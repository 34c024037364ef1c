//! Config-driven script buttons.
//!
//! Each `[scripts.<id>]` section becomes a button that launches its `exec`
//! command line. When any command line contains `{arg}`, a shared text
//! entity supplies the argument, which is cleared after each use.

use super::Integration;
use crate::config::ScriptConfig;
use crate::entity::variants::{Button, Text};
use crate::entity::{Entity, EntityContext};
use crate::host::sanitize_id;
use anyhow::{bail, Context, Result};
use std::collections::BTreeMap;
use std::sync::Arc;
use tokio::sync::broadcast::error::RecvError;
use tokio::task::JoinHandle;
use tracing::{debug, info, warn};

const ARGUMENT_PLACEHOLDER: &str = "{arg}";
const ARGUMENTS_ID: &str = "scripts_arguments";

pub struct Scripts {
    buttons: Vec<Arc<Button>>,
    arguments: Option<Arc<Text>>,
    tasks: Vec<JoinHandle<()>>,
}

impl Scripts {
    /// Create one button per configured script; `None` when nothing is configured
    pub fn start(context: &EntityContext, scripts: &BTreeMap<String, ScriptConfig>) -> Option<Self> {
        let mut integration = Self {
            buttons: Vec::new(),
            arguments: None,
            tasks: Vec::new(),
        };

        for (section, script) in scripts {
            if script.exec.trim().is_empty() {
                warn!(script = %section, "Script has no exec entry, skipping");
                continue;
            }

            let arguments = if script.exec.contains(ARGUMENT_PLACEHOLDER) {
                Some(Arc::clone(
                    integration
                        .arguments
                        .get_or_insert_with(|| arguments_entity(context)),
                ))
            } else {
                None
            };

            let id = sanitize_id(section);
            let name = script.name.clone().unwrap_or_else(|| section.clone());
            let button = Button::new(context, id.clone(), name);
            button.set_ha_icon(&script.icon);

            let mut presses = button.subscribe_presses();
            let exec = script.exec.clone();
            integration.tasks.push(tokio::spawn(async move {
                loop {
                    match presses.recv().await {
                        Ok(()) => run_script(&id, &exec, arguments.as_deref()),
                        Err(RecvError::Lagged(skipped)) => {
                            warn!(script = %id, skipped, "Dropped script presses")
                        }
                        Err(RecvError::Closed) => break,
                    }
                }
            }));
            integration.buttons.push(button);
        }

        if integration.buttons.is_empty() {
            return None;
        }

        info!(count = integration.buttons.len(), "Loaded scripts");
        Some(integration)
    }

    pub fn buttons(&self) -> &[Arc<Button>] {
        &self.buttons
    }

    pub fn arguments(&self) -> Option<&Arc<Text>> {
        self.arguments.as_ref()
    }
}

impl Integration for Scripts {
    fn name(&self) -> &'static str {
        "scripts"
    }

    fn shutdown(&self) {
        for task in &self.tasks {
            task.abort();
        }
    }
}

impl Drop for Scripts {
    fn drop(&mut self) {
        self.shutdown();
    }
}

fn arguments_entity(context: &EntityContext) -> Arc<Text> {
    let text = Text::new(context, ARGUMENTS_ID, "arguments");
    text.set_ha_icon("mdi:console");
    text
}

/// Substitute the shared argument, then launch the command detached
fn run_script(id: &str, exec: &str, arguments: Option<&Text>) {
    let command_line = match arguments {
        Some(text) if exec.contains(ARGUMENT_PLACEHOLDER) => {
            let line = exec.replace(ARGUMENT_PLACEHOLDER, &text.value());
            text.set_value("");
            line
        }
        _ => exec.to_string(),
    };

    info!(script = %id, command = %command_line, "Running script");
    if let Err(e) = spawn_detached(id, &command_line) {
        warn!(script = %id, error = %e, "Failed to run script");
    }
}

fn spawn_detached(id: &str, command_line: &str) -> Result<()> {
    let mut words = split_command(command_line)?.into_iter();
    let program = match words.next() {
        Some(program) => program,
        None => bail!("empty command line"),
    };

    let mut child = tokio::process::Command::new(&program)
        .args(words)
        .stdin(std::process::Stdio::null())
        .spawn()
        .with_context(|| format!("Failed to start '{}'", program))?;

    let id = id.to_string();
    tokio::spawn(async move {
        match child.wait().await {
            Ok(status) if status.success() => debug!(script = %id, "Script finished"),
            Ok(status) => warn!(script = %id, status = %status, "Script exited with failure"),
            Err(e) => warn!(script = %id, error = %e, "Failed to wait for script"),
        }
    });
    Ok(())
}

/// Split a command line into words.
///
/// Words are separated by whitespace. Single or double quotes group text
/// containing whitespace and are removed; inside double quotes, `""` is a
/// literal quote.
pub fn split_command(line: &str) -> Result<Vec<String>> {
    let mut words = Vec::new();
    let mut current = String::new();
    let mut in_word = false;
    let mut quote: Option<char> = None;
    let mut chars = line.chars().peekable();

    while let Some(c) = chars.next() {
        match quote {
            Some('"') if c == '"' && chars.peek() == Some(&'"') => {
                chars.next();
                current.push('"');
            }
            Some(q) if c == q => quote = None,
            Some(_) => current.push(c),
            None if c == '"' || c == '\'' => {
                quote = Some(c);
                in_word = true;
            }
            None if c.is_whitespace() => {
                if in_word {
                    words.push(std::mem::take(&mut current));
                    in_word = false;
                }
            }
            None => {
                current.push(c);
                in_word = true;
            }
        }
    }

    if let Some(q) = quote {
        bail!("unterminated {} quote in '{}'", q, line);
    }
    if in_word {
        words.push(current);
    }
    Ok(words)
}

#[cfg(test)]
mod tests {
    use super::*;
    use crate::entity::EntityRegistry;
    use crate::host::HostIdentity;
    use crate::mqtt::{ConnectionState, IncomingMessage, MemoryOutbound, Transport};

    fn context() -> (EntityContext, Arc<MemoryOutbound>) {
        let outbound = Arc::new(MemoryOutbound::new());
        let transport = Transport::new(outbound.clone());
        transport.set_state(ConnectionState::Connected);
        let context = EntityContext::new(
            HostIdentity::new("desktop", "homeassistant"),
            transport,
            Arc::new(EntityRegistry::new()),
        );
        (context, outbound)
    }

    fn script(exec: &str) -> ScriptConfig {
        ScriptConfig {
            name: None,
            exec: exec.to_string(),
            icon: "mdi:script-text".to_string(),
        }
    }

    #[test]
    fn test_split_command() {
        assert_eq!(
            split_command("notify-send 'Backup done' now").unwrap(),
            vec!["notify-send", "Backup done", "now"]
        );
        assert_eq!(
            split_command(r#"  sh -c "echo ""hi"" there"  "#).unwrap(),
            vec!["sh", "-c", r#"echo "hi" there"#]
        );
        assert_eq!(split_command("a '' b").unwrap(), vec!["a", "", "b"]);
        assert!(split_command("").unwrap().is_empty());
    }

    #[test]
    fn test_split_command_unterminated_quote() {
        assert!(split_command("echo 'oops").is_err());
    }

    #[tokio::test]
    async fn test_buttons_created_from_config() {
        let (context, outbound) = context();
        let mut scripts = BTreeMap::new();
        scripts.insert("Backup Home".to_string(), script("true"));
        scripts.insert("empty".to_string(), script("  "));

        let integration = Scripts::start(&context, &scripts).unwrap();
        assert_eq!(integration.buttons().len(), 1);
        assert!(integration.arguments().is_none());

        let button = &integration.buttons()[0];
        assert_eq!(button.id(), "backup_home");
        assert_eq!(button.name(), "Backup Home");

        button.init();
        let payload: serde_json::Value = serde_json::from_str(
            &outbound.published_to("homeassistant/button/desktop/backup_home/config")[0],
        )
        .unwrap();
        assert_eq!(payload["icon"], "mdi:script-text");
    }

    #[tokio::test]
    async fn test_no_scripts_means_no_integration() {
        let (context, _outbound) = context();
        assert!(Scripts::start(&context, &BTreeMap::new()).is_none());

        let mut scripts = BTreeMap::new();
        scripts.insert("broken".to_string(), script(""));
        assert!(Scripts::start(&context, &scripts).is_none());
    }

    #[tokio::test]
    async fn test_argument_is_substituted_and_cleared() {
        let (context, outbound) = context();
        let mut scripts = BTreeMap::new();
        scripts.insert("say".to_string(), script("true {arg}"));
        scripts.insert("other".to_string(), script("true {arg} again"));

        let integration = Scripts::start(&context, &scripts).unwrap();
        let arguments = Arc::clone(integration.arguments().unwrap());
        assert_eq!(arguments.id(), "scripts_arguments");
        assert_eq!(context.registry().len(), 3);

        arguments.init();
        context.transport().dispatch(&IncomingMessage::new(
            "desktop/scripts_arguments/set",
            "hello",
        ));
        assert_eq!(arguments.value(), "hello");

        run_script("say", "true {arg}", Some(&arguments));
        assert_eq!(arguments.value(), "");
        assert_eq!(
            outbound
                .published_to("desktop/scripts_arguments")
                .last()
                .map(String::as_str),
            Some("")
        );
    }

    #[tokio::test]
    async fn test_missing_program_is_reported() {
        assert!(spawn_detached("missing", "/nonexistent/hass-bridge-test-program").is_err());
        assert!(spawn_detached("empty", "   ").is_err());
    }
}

= = =

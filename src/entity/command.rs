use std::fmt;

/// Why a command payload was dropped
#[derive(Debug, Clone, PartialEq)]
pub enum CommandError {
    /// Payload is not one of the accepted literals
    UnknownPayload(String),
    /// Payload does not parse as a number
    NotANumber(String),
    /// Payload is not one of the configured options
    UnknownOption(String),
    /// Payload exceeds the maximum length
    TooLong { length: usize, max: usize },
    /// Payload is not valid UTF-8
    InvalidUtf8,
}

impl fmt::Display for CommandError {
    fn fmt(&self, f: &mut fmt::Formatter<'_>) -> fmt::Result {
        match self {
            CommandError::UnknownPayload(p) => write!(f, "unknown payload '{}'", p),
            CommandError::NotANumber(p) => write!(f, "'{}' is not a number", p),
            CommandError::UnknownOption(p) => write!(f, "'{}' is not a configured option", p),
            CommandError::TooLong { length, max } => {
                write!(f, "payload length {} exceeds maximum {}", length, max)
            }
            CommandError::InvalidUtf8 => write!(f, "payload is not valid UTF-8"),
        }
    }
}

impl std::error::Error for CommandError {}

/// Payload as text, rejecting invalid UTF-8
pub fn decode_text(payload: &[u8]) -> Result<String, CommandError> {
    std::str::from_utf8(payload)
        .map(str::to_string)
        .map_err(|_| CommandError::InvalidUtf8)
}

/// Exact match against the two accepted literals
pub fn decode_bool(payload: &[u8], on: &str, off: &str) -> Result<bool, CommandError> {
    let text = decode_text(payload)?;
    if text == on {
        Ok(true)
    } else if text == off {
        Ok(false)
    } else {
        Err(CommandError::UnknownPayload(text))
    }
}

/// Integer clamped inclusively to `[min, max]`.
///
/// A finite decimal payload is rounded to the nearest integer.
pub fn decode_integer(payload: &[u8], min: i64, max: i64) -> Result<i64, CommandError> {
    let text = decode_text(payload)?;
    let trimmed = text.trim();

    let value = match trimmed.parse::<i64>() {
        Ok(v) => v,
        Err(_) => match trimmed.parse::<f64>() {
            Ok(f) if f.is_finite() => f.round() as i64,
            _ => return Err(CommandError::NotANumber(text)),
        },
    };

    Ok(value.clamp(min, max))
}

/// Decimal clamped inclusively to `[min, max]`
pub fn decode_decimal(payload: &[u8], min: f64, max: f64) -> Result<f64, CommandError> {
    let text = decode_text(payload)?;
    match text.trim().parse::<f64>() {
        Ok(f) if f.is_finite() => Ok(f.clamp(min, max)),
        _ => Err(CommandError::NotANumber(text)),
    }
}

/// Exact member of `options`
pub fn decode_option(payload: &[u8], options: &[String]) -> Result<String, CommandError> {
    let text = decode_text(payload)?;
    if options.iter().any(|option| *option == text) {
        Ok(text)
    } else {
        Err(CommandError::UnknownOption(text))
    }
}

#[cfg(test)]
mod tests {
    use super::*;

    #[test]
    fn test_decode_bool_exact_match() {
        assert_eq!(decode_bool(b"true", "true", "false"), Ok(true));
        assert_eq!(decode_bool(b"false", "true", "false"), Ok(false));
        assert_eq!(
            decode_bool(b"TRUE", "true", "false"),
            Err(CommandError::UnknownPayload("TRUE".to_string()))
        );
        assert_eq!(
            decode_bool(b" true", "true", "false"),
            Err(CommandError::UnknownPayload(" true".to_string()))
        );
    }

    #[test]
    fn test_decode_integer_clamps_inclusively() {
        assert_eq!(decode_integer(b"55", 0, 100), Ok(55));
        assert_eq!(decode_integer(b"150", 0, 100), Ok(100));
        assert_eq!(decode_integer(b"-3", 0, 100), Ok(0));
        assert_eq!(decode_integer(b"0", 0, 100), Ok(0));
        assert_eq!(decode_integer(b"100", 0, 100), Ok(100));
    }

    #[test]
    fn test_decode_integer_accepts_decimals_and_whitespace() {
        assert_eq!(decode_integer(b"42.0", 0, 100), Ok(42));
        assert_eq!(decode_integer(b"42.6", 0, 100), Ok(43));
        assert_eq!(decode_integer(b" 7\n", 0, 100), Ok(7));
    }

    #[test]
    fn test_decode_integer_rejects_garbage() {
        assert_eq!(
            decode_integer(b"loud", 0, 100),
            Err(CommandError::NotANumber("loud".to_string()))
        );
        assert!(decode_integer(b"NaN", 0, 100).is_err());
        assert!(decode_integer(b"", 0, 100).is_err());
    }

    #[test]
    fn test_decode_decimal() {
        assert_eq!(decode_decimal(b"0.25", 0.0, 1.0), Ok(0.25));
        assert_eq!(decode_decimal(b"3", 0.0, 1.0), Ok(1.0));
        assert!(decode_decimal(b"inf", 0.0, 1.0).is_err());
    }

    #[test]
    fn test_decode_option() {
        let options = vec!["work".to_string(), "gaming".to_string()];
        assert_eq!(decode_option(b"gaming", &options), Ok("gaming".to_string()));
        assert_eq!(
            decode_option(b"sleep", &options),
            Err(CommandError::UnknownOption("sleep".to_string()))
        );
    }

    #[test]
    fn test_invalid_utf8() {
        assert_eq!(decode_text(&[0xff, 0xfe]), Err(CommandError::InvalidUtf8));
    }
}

= = =

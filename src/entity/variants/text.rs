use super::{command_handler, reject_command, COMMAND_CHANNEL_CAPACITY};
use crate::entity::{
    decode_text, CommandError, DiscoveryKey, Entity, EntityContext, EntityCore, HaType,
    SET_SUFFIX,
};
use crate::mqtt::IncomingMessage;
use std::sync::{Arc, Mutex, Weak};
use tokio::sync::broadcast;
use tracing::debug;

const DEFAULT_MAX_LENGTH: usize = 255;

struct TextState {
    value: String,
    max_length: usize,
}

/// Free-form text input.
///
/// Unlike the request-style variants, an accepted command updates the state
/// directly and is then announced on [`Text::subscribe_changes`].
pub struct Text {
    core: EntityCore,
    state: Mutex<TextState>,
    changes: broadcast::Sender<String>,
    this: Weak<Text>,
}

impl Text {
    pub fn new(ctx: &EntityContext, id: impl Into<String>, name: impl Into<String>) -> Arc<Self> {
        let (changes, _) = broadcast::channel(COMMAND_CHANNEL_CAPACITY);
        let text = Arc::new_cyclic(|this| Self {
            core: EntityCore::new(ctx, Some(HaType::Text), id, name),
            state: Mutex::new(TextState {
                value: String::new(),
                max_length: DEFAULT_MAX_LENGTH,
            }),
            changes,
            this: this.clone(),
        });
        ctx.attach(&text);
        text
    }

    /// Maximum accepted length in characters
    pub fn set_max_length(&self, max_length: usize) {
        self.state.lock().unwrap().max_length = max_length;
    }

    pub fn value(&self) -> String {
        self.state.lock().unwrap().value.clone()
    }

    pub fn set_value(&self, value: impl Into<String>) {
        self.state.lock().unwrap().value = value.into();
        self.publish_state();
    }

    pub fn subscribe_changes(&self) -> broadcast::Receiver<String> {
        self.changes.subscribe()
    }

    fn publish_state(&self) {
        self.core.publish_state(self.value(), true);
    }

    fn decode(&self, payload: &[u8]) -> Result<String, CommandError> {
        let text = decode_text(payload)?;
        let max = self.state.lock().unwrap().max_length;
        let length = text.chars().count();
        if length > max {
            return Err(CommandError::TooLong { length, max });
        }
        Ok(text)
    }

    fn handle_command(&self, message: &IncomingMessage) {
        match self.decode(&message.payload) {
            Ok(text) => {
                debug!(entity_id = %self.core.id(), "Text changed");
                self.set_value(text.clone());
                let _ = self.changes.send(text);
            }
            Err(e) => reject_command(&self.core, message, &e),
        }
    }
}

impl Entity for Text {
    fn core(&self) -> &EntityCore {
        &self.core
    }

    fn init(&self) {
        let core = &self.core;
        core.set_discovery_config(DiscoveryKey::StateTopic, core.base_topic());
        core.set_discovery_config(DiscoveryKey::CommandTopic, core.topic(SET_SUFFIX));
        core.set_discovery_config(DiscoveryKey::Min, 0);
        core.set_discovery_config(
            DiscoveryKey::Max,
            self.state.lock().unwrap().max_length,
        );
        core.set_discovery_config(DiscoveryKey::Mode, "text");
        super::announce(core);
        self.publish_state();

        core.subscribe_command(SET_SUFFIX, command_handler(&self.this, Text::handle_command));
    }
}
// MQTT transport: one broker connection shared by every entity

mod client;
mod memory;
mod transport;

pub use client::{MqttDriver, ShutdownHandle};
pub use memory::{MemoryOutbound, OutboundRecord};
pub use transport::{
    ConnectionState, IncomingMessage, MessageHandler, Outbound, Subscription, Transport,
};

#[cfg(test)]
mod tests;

= = =

> _What the task asks_:
For the word "trimmed", state how many lines of the material contain it. Give the number and no more.

> _Response area_:
3